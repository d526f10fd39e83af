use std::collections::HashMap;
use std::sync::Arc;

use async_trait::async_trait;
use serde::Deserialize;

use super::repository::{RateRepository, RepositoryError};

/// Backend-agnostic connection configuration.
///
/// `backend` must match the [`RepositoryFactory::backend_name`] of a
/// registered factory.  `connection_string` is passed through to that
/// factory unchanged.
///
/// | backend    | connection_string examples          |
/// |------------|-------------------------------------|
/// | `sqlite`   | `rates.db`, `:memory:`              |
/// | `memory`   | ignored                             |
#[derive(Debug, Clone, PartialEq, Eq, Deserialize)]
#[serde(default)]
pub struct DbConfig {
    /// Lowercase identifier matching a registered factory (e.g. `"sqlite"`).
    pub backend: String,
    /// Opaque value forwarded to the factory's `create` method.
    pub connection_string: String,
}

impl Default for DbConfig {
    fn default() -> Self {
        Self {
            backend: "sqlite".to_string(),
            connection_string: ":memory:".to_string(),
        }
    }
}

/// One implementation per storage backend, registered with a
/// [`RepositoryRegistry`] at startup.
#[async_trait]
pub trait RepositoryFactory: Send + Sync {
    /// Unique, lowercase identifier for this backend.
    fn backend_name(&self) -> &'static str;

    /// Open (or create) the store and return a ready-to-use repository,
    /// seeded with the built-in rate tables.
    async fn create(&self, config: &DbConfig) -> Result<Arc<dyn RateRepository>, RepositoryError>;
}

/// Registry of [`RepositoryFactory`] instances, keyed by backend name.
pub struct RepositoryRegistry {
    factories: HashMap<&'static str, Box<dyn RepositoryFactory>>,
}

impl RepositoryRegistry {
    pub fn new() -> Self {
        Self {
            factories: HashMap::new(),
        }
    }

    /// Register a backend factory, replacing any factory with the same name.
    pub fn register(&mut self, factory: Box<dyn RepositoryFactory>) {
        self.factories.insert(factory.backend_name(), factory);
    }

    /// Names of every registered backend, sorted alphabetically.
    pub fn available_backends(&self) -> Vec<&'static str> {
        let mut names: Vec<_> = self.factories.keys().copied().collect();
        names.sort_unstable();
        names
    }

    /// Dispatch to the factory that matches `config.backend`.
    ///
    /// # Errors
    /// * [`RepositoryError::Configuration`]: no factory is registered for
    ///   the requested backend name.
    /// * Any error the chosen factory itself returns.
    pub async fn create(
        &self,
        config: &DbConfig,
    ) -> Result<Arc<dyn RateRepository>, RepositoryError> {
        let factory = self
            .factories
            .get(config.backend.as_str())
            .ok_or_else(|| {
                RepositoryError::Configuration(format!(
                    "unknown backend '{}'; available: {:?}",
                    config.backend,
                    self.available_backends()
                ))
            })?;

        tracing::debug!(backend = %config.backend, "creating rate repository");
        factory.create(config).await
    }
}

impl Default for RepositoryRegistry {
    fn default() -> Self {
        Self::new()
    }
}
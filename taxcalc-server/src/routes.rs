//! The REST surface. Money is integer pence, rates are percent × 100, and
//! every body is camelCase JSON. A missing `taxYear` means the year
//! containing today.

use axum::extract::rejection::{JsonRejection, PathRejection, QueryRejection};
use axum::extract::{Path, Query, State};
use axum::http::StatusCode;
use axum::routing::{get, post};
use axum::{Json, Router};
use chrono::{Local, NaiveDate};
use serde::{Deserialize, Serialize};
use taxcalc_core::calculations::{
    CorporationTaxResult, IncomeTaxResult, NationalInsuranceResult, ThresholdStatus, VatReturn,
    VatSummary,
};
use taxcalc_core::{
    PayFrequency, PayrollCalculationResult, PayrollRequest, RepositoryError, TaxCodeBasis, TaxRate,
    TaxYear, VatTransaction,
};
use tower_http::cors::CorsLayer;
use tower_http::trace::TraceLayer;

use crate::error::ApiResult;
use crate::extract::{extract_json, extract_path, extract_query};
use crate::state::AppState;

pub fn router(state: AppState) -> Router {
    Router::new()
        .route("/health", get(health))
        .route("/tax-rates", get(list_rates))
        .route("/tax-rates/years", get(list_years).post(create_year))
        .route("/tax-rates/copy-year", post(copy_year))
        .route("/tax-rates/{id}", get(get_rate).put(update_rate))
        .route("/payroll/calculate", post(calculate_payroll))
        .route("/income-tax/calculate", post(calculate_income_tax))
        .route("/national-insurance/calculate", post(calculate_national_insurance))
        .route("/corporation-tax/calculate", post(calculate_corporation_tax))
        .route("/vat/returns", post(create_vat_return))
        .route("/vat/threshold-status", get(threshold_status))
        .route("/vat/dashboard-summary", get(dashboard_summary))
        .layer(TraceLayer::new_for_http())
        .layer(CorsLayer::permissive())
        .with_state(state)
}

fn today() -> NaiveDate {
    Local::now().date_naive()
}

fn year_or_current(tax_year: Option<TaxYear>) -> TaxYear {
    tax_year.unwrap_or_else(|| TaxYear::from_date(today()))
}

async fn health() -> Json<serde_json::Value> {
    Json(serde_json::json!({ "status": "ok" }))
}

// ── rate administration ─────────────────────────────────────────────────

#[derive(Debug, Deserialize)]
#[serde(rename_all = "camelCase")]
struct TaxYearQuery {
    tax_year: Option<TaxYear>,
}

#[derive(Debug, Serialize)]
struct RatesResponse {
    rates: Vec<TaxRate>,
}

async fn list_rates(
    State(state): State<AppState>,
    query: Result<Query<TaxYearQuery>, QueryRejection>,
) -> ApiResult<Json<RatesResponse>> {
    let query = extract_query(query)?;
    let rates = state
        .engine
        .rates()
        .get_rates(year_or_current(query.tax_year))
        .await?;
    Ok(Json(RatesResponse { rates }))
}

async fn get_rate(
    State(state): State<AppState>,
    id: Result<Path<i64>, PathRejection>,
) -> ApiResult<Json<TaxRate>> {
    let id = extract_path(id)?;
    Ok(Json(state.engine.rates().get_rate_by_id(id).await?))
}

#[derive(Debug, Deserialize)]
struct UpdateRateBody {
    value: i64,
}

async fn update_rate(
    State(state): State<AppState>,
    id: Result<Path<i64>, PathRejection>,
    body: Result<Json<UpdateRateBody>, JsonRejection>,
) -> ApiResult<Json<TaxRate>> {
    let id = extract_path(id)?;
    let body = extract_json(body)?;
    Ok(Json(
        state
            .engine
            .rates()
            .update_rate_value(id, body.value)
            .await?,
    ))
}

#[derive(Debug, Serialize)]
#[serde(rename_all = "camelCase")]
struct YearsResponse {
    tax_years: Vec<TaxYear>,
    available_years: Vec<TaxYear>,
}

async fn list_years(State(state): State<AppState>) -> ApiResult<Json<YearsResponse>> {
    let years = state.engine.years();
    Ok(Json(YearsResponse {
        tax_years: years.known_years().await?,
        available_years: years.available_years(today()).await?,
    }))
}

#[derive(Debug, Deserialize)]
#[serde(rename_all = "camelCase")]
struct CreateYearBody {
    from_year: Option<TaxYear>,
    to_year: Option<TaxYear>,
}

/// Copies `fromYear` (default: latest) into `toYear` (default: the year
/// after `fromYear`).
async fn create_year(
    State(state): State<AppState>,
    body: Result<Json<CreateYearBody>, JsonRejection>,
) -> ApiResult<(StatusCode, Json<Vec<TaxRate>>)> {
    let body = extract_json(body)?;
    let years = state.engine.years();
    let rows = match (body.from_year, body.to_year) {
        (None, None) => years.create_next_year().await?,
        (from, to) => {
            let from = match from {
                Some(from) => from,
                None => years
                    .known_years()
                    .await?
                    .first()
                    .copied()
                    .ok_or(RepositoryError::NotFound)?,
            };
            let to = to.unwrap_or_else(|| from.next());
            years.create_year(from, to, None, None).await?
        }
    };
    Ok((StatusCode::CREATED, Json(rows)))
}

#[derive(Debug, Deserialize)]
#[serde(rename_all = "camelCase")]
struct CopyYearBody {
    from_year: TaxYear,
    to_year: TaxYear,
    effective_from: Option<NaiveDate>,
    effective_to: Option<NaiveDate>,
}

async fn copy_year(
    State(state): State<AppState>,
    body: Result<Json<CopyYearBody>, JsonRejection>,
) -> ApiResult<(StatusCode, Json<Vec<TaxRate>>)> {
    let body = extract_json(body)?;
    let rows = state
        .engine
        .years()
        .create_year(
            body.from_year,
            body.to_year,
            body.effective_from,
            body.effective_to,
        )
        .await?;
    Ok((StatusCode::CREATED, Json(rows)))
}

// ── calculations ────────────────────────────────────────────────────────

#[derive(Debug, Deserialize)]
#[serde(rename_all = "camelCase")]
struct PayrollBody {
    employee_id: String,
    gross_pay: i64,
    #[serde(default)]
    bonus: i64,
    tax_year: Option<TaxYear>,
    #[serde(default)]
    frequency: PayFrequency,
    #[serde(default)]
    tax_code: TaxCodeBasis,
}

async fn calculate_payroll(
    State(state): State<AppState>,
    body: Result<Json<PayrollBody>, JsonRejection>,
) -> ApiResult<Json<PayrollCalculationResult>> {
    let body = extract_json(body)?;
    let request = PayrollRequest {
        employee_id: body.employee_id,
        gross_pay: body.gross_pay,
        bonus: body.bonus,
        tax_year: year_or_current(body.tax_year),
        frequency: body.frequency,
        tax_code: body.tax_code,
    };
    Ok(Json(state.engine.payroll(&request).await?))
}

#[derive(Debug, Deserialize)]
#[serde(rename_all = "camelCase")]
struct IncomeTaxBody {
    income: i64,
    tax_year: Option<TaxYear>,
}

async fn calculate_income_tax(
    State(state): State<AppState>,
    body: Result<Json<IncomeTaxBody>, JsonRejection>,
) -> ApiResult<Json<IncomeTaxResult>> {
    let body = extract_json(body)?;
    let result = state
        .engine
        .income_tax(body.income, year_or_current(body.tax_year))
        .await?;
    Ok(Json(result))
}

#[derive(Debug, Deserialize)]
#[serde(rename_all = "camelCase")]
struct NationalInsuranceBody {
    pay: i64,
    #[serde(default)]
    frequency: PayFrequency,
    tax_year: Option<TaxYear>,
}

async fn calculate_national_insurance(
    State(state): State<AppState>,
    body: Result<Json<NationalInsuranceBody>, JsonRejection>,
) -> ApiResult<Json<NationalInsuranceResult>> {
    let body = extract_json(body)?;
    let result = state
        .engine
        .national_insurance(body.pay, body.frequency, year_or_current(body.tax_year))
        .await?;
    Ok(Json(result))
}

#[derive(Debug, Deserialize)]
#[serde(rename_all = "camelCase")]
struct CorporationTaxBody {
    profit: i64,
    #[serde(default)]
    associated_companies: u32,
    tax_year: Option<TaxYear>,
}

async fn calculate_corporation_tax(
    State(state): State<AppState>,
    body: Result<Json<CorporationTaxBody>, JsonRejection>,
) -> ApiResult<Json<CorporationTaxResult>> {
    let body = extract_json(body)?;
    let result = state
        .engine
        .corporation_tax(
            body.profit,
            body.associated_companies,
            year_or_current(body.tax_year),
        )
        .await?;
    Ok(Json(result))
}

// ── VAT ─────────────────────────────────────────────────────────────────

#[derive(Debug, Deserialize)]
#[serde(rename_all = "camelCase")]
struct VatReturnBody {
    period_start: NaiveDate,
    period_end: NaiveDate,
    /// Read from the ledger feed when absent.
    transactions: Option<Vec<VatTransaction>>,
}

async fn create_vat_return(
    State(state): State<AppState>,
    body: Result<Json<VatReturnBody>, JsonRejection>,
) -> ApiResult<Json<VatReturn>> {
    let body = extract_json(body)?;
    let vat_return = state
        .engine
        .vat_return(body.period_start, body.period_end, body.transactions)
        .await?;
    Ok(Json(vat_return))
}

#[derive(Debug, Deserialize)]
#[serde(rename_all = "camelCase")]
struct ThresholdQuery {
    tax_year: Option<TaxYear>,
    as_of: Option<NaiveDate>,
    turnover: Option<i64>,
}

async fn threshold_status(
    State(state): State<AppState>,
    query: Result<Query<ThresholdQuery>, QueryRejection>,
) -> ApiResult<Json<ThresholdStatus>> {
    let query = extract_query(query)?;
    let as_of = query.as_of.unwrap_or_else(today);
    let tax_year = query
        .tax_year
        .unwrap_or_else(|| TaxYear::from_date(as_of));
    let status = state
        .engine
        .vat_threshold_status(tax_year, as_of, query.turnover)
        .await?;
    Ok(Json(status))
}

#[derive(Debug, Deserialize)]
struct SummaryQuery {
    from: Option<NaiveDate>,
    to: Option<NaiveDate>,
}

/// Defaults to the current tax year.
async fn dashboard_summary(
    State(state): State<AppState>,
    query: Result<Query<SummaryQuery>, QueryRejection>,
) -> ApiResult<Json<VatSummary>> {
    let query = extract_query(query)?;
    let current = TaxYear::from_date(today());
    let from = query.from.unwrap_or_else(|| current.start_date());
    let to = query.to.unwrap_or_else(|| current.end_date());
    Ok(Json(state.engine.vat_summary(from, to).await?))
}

========================

GOAL OF THE EXERCISE
Set down, exactly as they stand above, the lines starting with the line with "current tax year." and going on through the line with "let from = query.from.unwrap_or_else(||", and no others.

ANSWER BOX
/// Defaults to the current tax year.
async fn dashboard_summary(
    State(state): State<AppState>,
    query: Result<Query<SummaryQuery>, QueryRejection>,
) -> ApiResult<Json<VatSummary>> {
    let query = extract_query(query)?;
    let current = TaxYear::from_date(today());
    let from = query.from.unwrap_or_else(|| current.start_date());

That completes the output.